In patients with PD, we observed a significant increase in CA2–CA3 volumes during the follow-up period (non-medicated vs. medicated state, p < 0.001). There were no significant changes in the remaining hippocampal subfields (p > 0.5).
Correlations between Hippocampal Subfield Volumes and Clinical Symptoms
We calculated partial correlations, corrected for age, gender, and education, between hippocampal subfields and clinical symptoms (UPDRS total and motor symptoms, HAM-D, and HAM-A). At both baseline and follow-up assessments, more severe depressive symptoms (HAM-D) were associated with smaller CA2–CA3 volumes (rbaseline = −0.74 and rfollow-up = −0.37, ps < 0.05) (Figure 2), although the correlation coefficient at follow-up was significantly smaller than that at baseline (Z = −2.25, p = 0.02).

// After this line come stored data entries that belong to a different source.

//! Value objects produced by the analysis core.
//!
//! Everything here is an immutable result built fresh per call and
//! serializable to JSON for the UI/API collaborators. Status fields
//! (gap fill, block mitigation, zone break) only ever move forward;
//! re-running a detector on identical input reproduces the same states.

use crate::domain::errors::AnalysisError;
use serde::{Deserialize, Serialize};
use std::fmt;

/// Directional reading attached to structural objects.
#[derive(Debug, Clone, Copy, PartialEq, Eq, Serialize, Deserialize)]
#[serde(rename_all = "SCREAMING_SNAKE_CASE")]
pub enum Bias {
    Bullish,
    Bearish,
}

impl fmt::Display for Bias {
    fn fmt(&self, f: &mut fmt::Formatter<'_>) -> fmt::Result {
        match self {
            Bias::Bullish => write!(f, "BULLISH"),
            Bias::Bearish => write!(f, "BEARISH"),
        }
    }
}

/// Lookback scale a structural detector ran at.
#[derive(Debug, Clone, Copy, PartialEq, Eq, Serialize, Deserialize)]
#[serde(rename_all = "SCREAMING_SNAKE_CASE")]
pub enum Scale {
    Swing,
    Internal,
}

/// Tagged result for a component output: distinguishes "not computed"
/// from "computed as empty/zero" so callers cannot misread missing data.
#[derive(Debug, Clone, Serialize, Deserialize, PartialEq)]
#[serde(tag = "status", rename_all = "SCREAMING_SNAKE_CASE")]
pub enum Computed<T> {
    Ready { value: T },
    InsufficientData { needed: usize, got: usize },
    Degenerate { reason: String },
}

impl<T> Computed<T> {
    pub fn from_result(result: Result<T, AnalysisError>) -> Self {
        match result {
            Ok(value) => Computed::Ready { value },
            Err(AnalysisError::InsufficientData { needed, got, .. }) => {
                Computed::InsufficientData { needed, got }
            }
            Err(AnalysisError::DegenerateInput { reason }) => Computed::Degenerate { reason },
        }
    }

    pub fn value(&self) -> Option<&T> {
        match self {
            Computed::Ready { value } => Some(value),
            _ => None,
        }
    }

    pub fn is_ready(&self) -> bool {
        matches!(self, Computed::Ready { .. })
    }
}

/// One price bucket of a volume profile.
#[derive(Debug, Clone, Serialize, Deserialize, PartialEq)]
pub struct VolumeLevel {
    /// Midpoint price of the bucket.
    pub price: f64,
    pub volume: f64,
}

/// Volume-at-price distribution with Point of Control and Value Area.
///
/// Invariant: `val <= poc <= vah`, and the value area holds at least the
/// configured fraction of total volume.
#[derive(Debug, Clone, Serialize, Deserialize, PartialEq)]
pub struct VolumeProfile {
    pub poc: f64,
    pub vah: f64,
    pub val: f64,
    pub levels: Vec<VolumeLevel>,
    pub high_volume_nodes: Vec<VolumeLevel>,
    pub low_volume_nodes: Vec<VolumeLevel>,
    pub total_volume: f64,
}

/// Where the current price sits relative to the value area.
#[derive(Debug, Clone, Copy, PartialEq, Eq, Serialize, Deserialize)]
#[serde(rename_all = "SCREAMING_SNAKE_CASE")]
pub enum PricePosition {
    /// Above VAH: longs are paying up.
    Premium,
    /// Below VAL: price is cheap relative to accepted value.
    Discount,
    /// Within 0.5% of the POC.
    AtPoc,
    /// Inside the value area.
    ValueArea,
}

impl PricePosition {
    /// Directional lean the position implies, if any.
    pub fn bias(&self) -> Option<Bias> {
        match self {
            PricePosition::Premium => Some(Bias::Bearish),
            PricePosition::Discount => Some(Bias::Bullish),
            PricePosition::AtPoc | PricePosition::ValueArea => None,
        }
    }
}

/// Fill state of a fair value gap. One-way: ACTIVE -> FILLED.
#[derive(Debug, Clone, Copy, PartialEq, Eq, Serialize, Deserialize)]
#[serde(rename_all = "SCREAMING_SNAKE_CASE")]
pub enum GapStatus {
    Active,
    Filled,
}

/// Fair value gap left by a 3-candle imbalance.
#[derive(Debug, Clone, Serialize, Deserialize, PartialEq)]
pub struct Gap {
    pub direction: Bias,
    pub top: f64,
    pub bottom: f64,
    pub midpoint: f64,
    pub size_pct: f64,
    pub bar_index: usize,
    pub status: GapStatus,
}

/// Active gaps split by direction, nearest to current price first.
#[derive(Debug, Clone, Default, Serialize, Deserialize, PartialEq)]
pub struct GapReport {
    pub bullish: Vec<Gap>,
    pub bearish: Vec<Gap>,
}

/// Mitigation state of an order block. One-way: ACTIVE -> MITIGATED.
#[derive(Debug, Clone, Copy, PartialEq, Eq, Serialize, Deserialize)]
#[serde(rename_all = "SCREAMING_SNAKE_CASE")]
pub enum OrderBlockStatus {
    Active,
    Mitigated,
}

/// Last opposite candle before a structure break, read as an
/// institutional footprint.
#[derive(Debug, Clone, Serialize, Deserialize, PartialEq)]
pub struct OrderBlock {
    pub scale: Scale,
    pub bias: Bias,
    pub top: f64,
    pub bottom: f64,
    pub bar_index: usize,
    pub status: OrderBlockStatus,
}

/// Active order blocks per lookback scale.
#[derive(Debug, Clone, Serialize, Deserialize, PartialEq)]
pub struct OrderBlockReport {
    pub swing: Computed<Vec<OrderBlock>>,
    pub internal: Computed<Vec<OrderBlock>>,
}

#[derive(Debug, Clone, Copy, PartialEq, Eq, Serialize, Deserialize)]
#[serde(rename_all = "SCREAMING_SNAKE_CASE")]
pub enum ZoneKind {
    Support,
    Resistance,
}

/// Break state of a zone. One-way chain: ACTIVE -> BROKEN -> BROKEN_RETESTED.
#[derive(Debug, Clone, Copy, PartialEq, Eq, Serialize, Deserialize)]
#[serde(rename_all = "SCREAMING_SNAKE_CASE")]
pub enum ZoneStatus {
    Active,
    Broken,
    BrokenRetested,
}

/// High-volume support/resistance box anchored at a pivot.
#[derive(Debug, Clone, Serialize, Deserialize, PartialEq)]
pub struct Zone {
    pub kind: ZoneKind,
    pub price: f64,
    pub top: f64,
    pub bottom: f64,
    pub volume_ratio: f64,
    pub delta_volume: f64,
    pub bar_index: usize,
    pub status: ZoneStatus,
}

/// Active zones per side, nearest to current price first.
#[derive(Debug, Clone, Default, Serialize, Deserialize, PartialEq)]
pub struct ZoneReport {
    pub support: Vec<Zone>,
    pub resistance: Vec<Zone>,
}

#[derive(Debug, Clone, Copy, PartialEq, Eq, Serialize, Deserialize)]
#[serde(rename_all = "SCREAMING_SNAKE_CASE")]
pub enum SwingKind {
    High,
    Low,
}

/// Local extreme confirmed by a symmetric lookback/lookahead window.
/// Never revised once emitted.
#[derive(Debug, Clone, Serialize, Deserialize, PartialEq)]
pub struct SwingPoint {
    pub price: f64,
    pub bar_index: usize,
    pub kind: SwingKind,
}

#[derive(Debug, Clone, Copy, PartialEq, Eq, Serialize, Deserialize)]
#[serde(rename_all = "SCREAMING_SNAKE_CASE")]
pub enum StructureEventKind {
    /// Break of structure: trend continuation.
    Bos,
    /// Change of character: trend reversal.
    Choch,
}

#[derive(Debug, Clone, Serialize, Deserialize, PartialEq)]
pub struct StructureEvent {
    pub kind: StructureEventKind,
    pub bias: Bias,
    pub price: f64,
    pub bar_index: usize,
    pub scale: Scale,
}

/// Cluster of swing highs (or lows) at near-identical prices.
#[derive(Debug, Clone, Serialize, Deserialize, PartialEq)]
pub struct EqualLevelCluster {
    pub kind: SwingKind,
    pub mean_price: f64,
    pub prices: Vec<f64>,
    pub bar_indices: Vec<usize>,
}

/// Structure findings for one lookback scale.
#[derive(Debug, Clone, Serialize, Deserialize, PartialEq)]
pub struct ScaleStructure {
    pub scale: Scale,
    pub trend: Option<Bias>,
    pub events: Vec<StructureEvent>,
    pub swing_points: Vec<SwingPoint>,
    pub equal_highs: Vec<EqualLevelCluster>,
    pub equal_lows: Vec<EqualLevelCluster>,
}

/// Agreement between swing- and internal-scale trends.
#[derive(Debug, Clone, PartialEq, Eq, Serialize, Deserialize)]
#[serde(tag = "kind", rename_all = "SCREAMING_SNAKE_CASE")]
pub enum StructureBias {
    BullishAligned,
    BearishAligned,
    Divergent { swing: Bias, internal: Bias },
    Neutral,
}

#[derive(Debug, Clone, Serialize, Deserialize, PartialEq)]
pub struct StructureReport {
    pub swing: Computed<ScaleStructure>,
    pub internal: Computed<ScaleStructure>,
    pub bias: StructureBias,
    /// 0-100, from recent BOS/CHoCH counts by direction. 50 is neutral.
    pub bias_confidence: f64,
}

#[cfg(test)]
mod tests {
    use super::*;

    #[test]
    fn test_computed_from_insufficient_data() {
        let err: Result<Vec<Gap>, AnalysisError> =
            Err(AnalysisError::insufficient_candles(10, 3));
        let computed = Computed::from_result(err);
        assert!(!computed.is_ready());
        assert_eq!(
            computed,
            Computed::InsufficientData { needed: 10, got: 3 }
        );
    }

    #[test]
    fn test_price_position_bias() {
        assert_eq!(PricePosition::Premium.bias(), Some(Bias::Bearish));
        assert_eq!(PricePosition::Discount.bias(), Some(Bias::Bullish));
        assert_eq!(PricePosition::AtPoc.bias(), None);
    }

    #[test]
    fn test_computed_serde_tagging() {
        let ready: Computed<Vec<f64>> = Computed::Ready { value: vec![1.0] };
        let json = serde_json::to_string(&ready).unwrap();
        assert!(json.contains("READY"));
        let missing: Computed<Vec<f64>> = Computed::InsufficientData { needed: 5, got: 1 };
        let json = serde_json::to_string(&missing).unwrap();
        assert!(json.contains("INSUFFICIENT_DATA"));
    }
}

Figure 2. Correlations between depressive symptoms and CA2–CA3 volumes before (non-medicated, left panel) and after l-DOPA medication (medicated, right panel).
A similar relationship was observed for anxiety, but it was significant only at the baseline assessment (rbaseline = −0.47, p < 0.05). There were no significant correlations for other hippocampal subfields and UPDRS/HAM-D/HAM-A scores (−0.3 < rs < 0.3, ps > 0.05). When FDR corrections were used, only the relationship between baseline depressive symptoms and CA2–CA3 volume retained significance.
There was no significant difference in gray matter volume between PD patients and control subjects even at the screening threshold (p < 0.001, uncorrected).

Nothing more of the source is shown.